▶ **Prompt**:
What is needed is an exact copy of all the entries below.

▶ **Available data**:
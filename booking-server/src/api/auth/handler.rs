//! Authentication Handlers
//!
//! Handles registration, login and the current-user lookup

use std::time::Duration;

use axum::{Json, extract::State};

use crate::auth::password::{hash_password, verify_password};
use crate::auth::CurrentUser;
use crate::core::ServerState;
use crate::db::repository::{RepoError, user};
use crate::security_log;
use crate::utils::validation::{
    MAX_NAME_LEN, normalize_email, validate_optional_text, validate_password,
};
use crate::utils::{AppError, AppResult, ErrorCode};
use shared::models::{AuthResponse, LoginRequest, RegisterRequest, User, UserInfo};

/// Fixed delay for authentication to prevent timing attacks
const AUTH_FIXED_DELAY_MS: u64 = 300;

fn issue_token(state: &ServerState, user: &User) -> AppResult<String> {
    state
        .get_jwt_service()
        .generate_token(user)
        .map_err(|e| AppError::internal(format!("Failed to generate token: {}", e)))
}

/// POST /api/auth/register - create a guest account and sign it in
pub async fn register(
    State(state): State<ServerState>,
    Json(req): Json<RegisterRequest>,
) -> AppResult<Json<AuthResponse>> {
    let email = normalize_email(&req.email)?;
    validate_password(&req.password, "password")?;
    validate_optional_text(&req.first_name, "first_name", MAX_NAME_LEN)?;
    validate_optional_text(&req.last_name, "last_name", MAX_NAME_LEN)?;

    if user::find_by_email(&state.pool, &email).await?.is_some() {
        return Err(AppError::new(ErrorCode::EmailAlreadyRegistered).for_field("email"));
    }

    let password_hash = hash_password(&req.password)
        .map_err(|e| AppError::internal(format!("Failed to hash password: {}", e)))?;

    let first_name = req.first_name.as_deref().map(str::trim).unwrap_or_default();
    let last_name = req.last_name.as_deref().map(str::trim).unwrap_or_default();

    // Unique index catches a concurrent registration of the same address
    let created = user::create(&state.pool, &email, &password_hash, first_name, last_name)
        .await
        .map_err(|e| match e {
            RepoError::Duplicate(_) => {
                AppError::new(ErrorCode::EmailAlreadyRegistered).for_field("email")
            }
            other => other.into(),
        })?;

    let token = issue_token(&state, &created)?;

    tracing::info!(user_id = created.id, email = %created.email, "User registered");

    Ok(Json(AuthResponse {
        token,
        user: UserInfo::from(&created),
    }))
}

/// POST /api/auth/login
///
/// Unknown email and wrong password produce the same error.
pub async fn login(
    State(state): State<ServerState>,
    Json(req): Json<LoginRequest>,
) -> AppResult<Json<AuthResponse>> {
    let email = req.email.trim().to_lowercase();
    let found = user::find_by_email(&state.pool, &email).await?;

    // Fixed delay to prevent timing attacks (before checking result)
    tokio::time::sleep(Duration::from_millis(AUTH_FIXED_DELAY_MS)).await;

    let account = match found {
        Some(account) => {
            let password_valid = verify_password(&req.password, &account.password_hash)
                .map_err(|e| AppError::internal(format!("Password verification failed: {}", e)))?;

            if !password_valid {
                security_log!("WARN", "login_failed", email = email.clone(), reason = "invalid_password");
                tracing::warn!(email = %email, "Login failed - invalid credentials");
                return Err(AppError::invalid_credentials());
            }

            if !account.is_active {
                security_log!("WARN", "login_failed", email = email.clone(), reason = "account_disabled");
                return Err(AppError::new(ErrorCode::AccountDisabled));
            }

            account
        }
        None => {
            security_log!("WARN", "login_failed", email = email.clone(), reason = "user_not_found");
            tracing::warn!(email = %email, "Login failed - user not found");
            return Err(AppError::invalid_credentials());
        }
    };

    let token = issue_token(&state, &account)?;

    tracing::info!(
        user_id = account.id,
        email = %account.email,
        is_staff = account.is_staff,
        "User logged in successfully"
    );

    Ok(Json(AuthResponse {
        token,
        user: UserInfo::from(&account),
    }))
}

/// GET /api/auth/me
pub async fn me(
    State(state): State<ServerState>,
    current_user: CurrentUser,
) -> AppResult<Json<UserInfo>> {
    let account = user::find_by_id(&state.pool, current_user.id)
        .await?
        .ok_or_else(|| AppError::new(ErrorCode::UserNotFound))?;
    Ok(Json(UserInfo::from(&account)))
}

▶ **Response to this task**:
filename booking-server/src/api/auth/handler.rs
//! Authentication Handlers
//!
//! Handles registration, login and the current-user lookup

use std::time::Duration;

use axum::{Json, extract::State};

use crate::auth::password::{hash_password, verify_password};
use crate::auth::CurrentUser;
use crate::core::ServerState;
use crate::db::repository::{RepoError, user};
use crate::security_log;
use crate::utils::validation::{
    MAX_NAME_LEN, normalize_email, validate_optional_text, validate_password,
};
use crate::utils::{AppError, AppResult, ErrorCode};
use shared::models::{AuthResponse, LoginRequest, RegisterRequest, User, UserInfo};

/// Fixed delay for authentication to prevent timing attacks
const AUTH_FIXED_DELAY_MS: u64 = 300;

fn issue_token(state: &ServerState, user: &User) -> AppResult<String> {
    state
        .get_jwt_service()
        .generate_token(user)
        .map_err(|e| AppError::internal(format!("Failed to generate token: {}", e)))
}

/// POST /api/auth/register - create a guest account and sign it in
pub async fn register(
    State(state): State<ServerState>,
    Json(req): Json<RegisterRequest>,
) -> AppResult<Json<AuthResponse>> {
    let email = normalize_email(&req.email)?;
    validate_password(&req.password, "password")?;
    validate_optional_text(&req.first_name, "first_name", MAX_NAME_LEN)?;
    validate_optional_text(&req.last_name, "last_name", MAX_NAME_LEN)?;

    if user::find_by_email(&state.pool, &email).await?.is_some() {
        return Err(AppError::new(ErrorCode::EmailAlreadyRegistered).for_field("email"));
    }

    let password_hash = hash_password(&req.password)
        .map_err(|e| AppError::internal(format!("Failed to hash password: {}", e)))?;

    let first_name = req.first_name.as_deref().map(str::trim).unwrap_or_default();
    let last_name = req.last_name.as_deref().map(str::trim).unwrap_or_default();

    // Unique index catches a concurrent registration of the same address
    let created = user::create(&state.pool, &email, &password_hash, first_name, last_name)
        .await
        .map_err(|e| match e {
            RepoError::Duplicate(_) => {
                AppError::new(ErrorCode::EmailAlreadyRegistered).for_field("email")
            }
            other => other.into(),
        })?;

    let token = issue_token(&state, &created)?;

    tracing::info!(user_id = created.id, email = %created.email, "User registered");

    Ok(Json(AuthResponse {
        token,
        user: UserInfo::from(&created),
    }))
}

/// POST /api/auth/login
///
/// Unknown email and wrong password produce the same error.
pub async fn login(
    State(state): State<ServerState>,
    Json(req): Json<LoginRequest>,
) -> AppResult<Json<AuthResponse>> {
    let email = req.email.trim().to_lowercase();
    let found = user::find_by_email(&state.pool, &email).await?;

    // Fixed delay to prevent timing attacks (before checking result)
    tokio::time::sleep(Duration::from_millis(AUTH_FIXED_DELAY_MS)).await;

    let account = match found {
        Some(account) => {
            let password_valid = verify_password(&req.password, &account.password_hash)
                .map_err(|e| AppError::internal(format!("Password verification failed: {}", e)))?;

            if !password_valid {
                security_log!("WARN", "login_failed", email = email.clone(), reason = "invalid_password");
                tracing::warn!(email = %email, "Login failed - invalid credentials");
                return Err(AppError::invalid_credentials());
            }

            if !account.is_active {
                security_log!("WARN", "login_failed", email = email.clone(), reason = "account_disabled");
                return Err(AppError::new(ErrorCode::AccountDisabled));
            }

            account
        }
        None => {
            security_log!("WARN", "login_failed", email = email.clone(), reason = "user_not_found");
            tracing::warn!(email = %email, "Login failed - user not found");
            return Err(AppError::invalid_credentials());
        }
    };

    let token = issue_token(&state, &account)?;

    tracing::info!(
        user_id = account.id,
        email = %account.email,
        is_staff = account.is_staff,
        "User logged in successfully"
    );

    Ok(Json(AuthResponse {
        token,
        user: UserInfo::from(&account),
    }))
}

/// GET /api/auth/me
pub async fn me(
    State(state): State<ServerState>,
    current_user: CurrentUser,
) -> AppResult<Json<UserInfo>> {
    let account = user::find_by_id(&state.pool, current_user.id)
        .await?
        .ok_or_else(|| AppError::new(ErrorCode::UserNotFound))?;
    Ok(Json(UserInfo::from(&account)))
}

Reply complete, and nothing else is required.